I just had one tonight!

I used to do a lot of cross stitch but my chronic illness put an end to that.  My mother's in a care facility and has a rather large cross stitch of mine hanging on her wall.

Tonight, one of the carers asked about it and, when told I'd stitched it, asked if I'd stitch one for her.  (Why, yes, Total Stranger, I'd love to spend 3+ months working on a cross stitch for you.)  My mum explained that I no longer do cross stitch due to my illness.  My mum said it was really awkward as the woman didn't seem to accept that answer and spent some time sighing over the cross stitch and saying how lovely it was and asking how much I'd charge to stitch one.
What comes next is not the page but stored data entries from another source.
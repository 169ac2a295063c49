use std::sync::Arc;
use std::time::Duration;

use pricewatch_logging::{watch_debug, watch_warn};
use reqwest::cookie::{CookieStore, Jar};
use url::Url;

use crate::wire::{ScheduleForm, ScheduleResponse};
use crate::{FailureKind, FetchError, TaskRequest};

/// Django's anti-forgery cookie and the header it has to be echoed in.
pub const CSRF_COOKIE: &str = "csrftoken";
pub const CSRF_HEADER: &str = "X-CSRFToken";
pub const DEFAULT_SCHEDULE_PATH: &str = "/get-celery-task-schedule/";

#[derive(Debug, Clone)]
pub struct ClientSettings {
    /// Origin of the dashboard page, e.g. `https://dashboard.example.org/`.
    pub base_url: String,
    /// Endpoint path, resolved against `base_url`.
    pub schedule_path: String,
    pub connect_timeout: Duration,
    pub request_timeout: Duration,
    /// Cookies the browser session would carry (session id, csrftoken).
    pub cookies: Vec<(String, String)>,
}

impl Default for ClientSettings {
    fn default() -> Self {
        Self {
            base_url: "http://127.0.0.1:8000/".to_string(),
            schedule_path: DEFAULT_SCHEDULE_PATH.to_string(),
            connect_timeout: Duration::from_secs(10),
            request_timeout: Duration::from_secs(30),
            cookies: Vec::new(),
        }
    }
}

#[async_trait::async_trait]
pub trait ScheduleClient: Send + Sync {
    async fn fetch_schedule(&self, task: &TaskRequest) -> Result<ScheduleResponse, FetchError>;
}

#[derive(Debug, Clone)]
pub struct ReqwestScheduleClient {
    client: reqwest::Client,
    jar: Arc<Jar>,
    page_origin: Url,
    endpoint: Url,
}

impl ReqwestScheduleClient {
    pub fn new(settings: ClientSettings) -> Result<Self, FetchError> {
        let page_origin = Url::parse(&settings.base_url)
            .map_err(|err| FetchError::new(FailureKind::InvalidUrl, err.to_string()))?;
        let endpoint = page_origin
            .join(&settings.schedule_path)
            .map_err(|err| FetchError::new(FailureKind::InvalidUrl, err.to_string()))?;

        let jar = Arc::new(Jar::default());
        for (name, value) in &settings.cookies {
            jar.add_cookie_str(&format!("{name}={value}"), &page_origin);
        }

        let client = reqwest::Client::builder()
            .connect_timeout(settings.connect_timeout)
            .timeout(settings.request_timeout)
            .cookie_provider(jar.clone())
            .build()
            .map_err(|err| FetchError::new(FailureKind::Network, err.to_string()))?;

        Ok(Self {
            client,
            jar,
            page_origin,
            endpoint,
        })
    }

    pub fn endpoint(&self) -> &Url {
        &self.endpoint
    }

    /// Token to echo in [`CSRF_HEADER`], if the request needs one.
    ///
    /// POST is never a CSRF-safe method, so only the origin check remains:
    /// the token is not leaked to endpoints on another origin.
    fn csrf_token(&self) -> Option<String> {
        if self.endpoint.origin() != self.page_origin.origin() {
            return None;
        }
        let header = self.jar.cookies(&self.page_origin)?;
        let cookies = header.to_str().ok()?;
        cookie_value(cookies, CSRF_COOKIE)
    }
}

#[async_trait::async_trait]
impl ScheduleClient for ReqwestScheduleClient {
    async fn fetch_schedule(&self, task: &TaskRequest) -> Result<ScheduleResponse, FetchError> {
        let mut request = self
            .client
            .post(self.endpoint.clone())
            .form(&ScheduleForm::from(task));
        match self.csrf_token() {
            Some(token) => request = request.header(CSRF_HEADER, token),
            None => watch_debug!("No {} cookie for {}", CSRF_COOKIE, self.endpoint),
        }

        let response = request.send().await.map_err(map_reqwest_error)?;
        let status = response.status();
        if !status.is_success() {
            watch_warn!("Schedule endpoint {} answered {}", self.endpoint, status);
            return Err(FetchError::new(
                FailureKind::HttpStatus(status.as_u16()),
                status.to_string(),
            ));
        }

        response
            .json::<ScheduleResponse>()
            .await
            .map_err(map_reqwest_error)
    }
}

/// Look up `name` in a `Cookie` header value (`a=1; b=2`).
pub fn cookie_value(header: &str, name: &str) -> Option<String> {
    header.split(';').find_map(|pair| {
        let (key, value) = pair.trim().split_once('=')?;
        (key == name).then(|| value.to_string())
    })
}

fn map_reqwest_error(err: reqwest::Error) -> FetchError {
    if err.is_timeout() {
        return FetchError::new(FailureKind::Timeout, err.to_string());
    }
    if err.is_decode() {
        return FetchError::new(FailureKind::Decode, err.to_string());
    }
    FetchError::new(FailureKind::Network, err.to_string())
}
use std::time::Duration;

use chrono::NaiveDateTime;

use crate::panels::ChartPanel;
use crate::task::TaskDescriptor;

/// Status banner shown above the chart panels.
#[derive(Debug, Clone, PartialEq, Eq)]
pub struct BannerView {
    pub last_success: Option<NaiveDateTime>,
    pub status: BannerStatus,
}

#[derive(Debug, Clone, PartialEq, Eq)]
pub enum BannerStatus {
    /// The builder is running right now.
    Updating,
    /// Finished; the server's next scheduled run, when it reported one.
    NextUpdate(Option<NaiveDateTime>),
}

#[derive(Debug, Clone, PartialEq, Eq, Default)]
pub struct AppViewModel {
    pub task: Option<TaskDescriptor>,
    pub banner: Option<BannerView>,
    pub panels: Vec<ChartPanel>,
    pub prompt_open: bool,
    pub timer_period: Option<Duration>,
    pub polling: bool,
    pub dirty: bool,
}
Watch out, because she will probably try to talk your mom into giving it to her...

That thought had crossed my mind but I thought maybe I was being cynical.  My mum wouldn't part with it voluntarily, and it *is* big.  If someone tried to steal it, they'd have a heck of a job sneaking it out of the building.

The thief would swear up and down that your mother gave it to her and just doesn't remember.  The carer may well be more honest than that, but I'd be prepared for the possibility.   :-\
Not cynical at all.  If it were me, I would take it asap to Kinko's (or a copy shop) and have it scanned and printed in color life-size.  Frame the print and bring it back to your mom so she could still enjoy it. 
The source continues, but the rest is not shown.